### Brief
Among the lines below, copy exactly those from the one with "pub const DEFAULT: Self = Self(10);" through the one with "fn fmt(&self, f: &mut", counting both ends.

[Collected data]

BEGIN

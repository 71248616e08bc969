//! Confidence ratings and change states shared by anchors and annotations.

use serde::{Deserialize, Serialize};
use std::fmt;

/// Trust rating attached to an anchor offset or an annotation label.
///
/// Higher values win conflicts. The well-known levels are spaced so that
/// intermediate ratings supplied by external tools still order sensibly.
/// They order by value: `NONE` (0) < `DEFAULT` (10) < `AUTOMATIC` (50) <
/// `MANUAL` (100), so an interpolated offset ranks below an aligner's.
#[derive(Debug, Clone, Copy, PartialEq, Eq, PartialOrd, Ord, Hash, Serialize, Deserialize)]
#[serde(transparent)]
pub struct Confidence(pub u8);

impl Confidence {
    /// No information at all; the value is a placeholder.
    pub const NONE: Self = Self(0);
    /// Value produced by a default heuristic such as interpolation.
    pub const DEFAULT: Self = Self(10);
    /// Value produced by an automatic process (aligner, tagger, ...).
    pub const AUTOMATIC: Self = Self(50);
    /// Value set or checked by a person.
    pub const MANUAL: Self = Self(100);

    /// Raw rating.
    pub fn value(self) -> u8 {
        self.0
    }

    /// Symbolic name of a well-known level, if this is one.
    pub fn name(self) -> Option<&'static str> {
        match self {
            Self::NONE => Some("none"),
            Self::DEFAULT => Some("default"),
            Self::AUTOMATIC => Some("automatic"),
            Self::MANUAL => Some("manual"),
            _ => None,
        }
    }

    /// Parse a symbolic level name or a number.
    pub fn parse(s: &str) -> Option<Self> {
        match s.trim().to_lowercase().as_str() {
            "none" => Some(Self::NONE),
            "default" => Some(Self::DEFAULT),
            "automatic" => Some(Self::AUTOMATIC),
            "manual" => Some(Self::MANUAL),
            other => other.parse::<u8>().ok().map(Self),
        }
    }
}

impl Default for Confidence {
    fn default() -> Self {
        Self::NONE
    }
}

impl fmt::Display for Confidence {
    fn fmt(&self, f: &mut fmt::Formatter<'_>) -> fmt::Result {
        match self.name() {
            Some(name) => write!(f, "{}", name),
            None => write!(f, "{}", self.0),
        }
    }
}

/// Pending change state of a graph entity.
#[derive(Debug, Clone, Copy, PartialEq, Eq, Hash, Serialize, Deserialize, Default)]
#[serde(rename_all = "lowercase")]
pub enum Change {
    /// Unchanged since the last commit.
    #[default]
    NoChange,
    /// Created since the last commit.
    Create,
    /// Modified since the last commit.
    Update,
    /// Marked for removal.
    Destroy,
}

impl Change {
    /// Whether the entity has any pending change.
    pub fn is_pending(self) -> bool {
        self != Self::NoChange
    }
}

#[cfg(test)]
mod tests {
    use super::*;

    #[test]
    fn test_levels_are_ordered() {
        assert!(Confidence::NONE < Confidence::DEFAULT);
        assert!(Confidence::DEFAULT < Confidence::AUTOMATIC);
        assert!(Confidence::AUTOMATIC < Confidence::MANUAL);
    }

    #[test]
    fn test_parse_names_and_numbers() {
        assert_eq!(Confidence::parse("Manual"), Some(Confidence::MANUAL));
        assert_eq!(Confidence::parse("30"), Some(Confidence(30)));
        assert_eq!(Confidence::parse("bogus"), None);
        assert_eq!(Confidence(30).to_string(), "30");
        assert_eq!(Confidence::AUTOMATIC.to_string(), "automatic");
    }
}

END

### Written response
    pub const DEFAULT: Self = Self(10);
    /// Value produced by an automatic process (aligner, tagger, ...).
    pub const AUTOMATIC: Self = Self(50);
    /// Value set or checked by a person.
    pub const MANUAL: Self = Self(100);

    /// Raw rating.
    pub fn value(self) -> u8 {
        self.0
    }

    /// Symbolic name of a well-known level, if this is one.
    pub fn name(self) -> Option<&'static str> {
        match self {
            Self::NONE => Some("none"),
            Self::DEFAULT => Some("default"),
            Self::AUTOMATIC => Some("automatic"),
            Self::MANUAL => Some("manual"),
            _ => None,
        }
    }

    /// Parse a symbolic level name or a number.
    pub fn parse(s: &str) -> Option<Self> {
        match s.trim().to_lowercase().as_str() {
            "none" => Some(Self::NONE),
            "default" => Some(Self::DEFAULT),
            "automatic" => Some(Self::AUTOMATIC),
            "manual" => Some(Self::MANUAL),
            other => other.parse::<u8>().ok().map(Self),
        }
    }
}

impl Default for Confidence {
    fn default() -> Self {
        Self::NONE
    }
}

impl fmt::Display for Confidence {
    fn fmt(&self, f: &mut fmt::Formatter<'_>) -> fmt::Result {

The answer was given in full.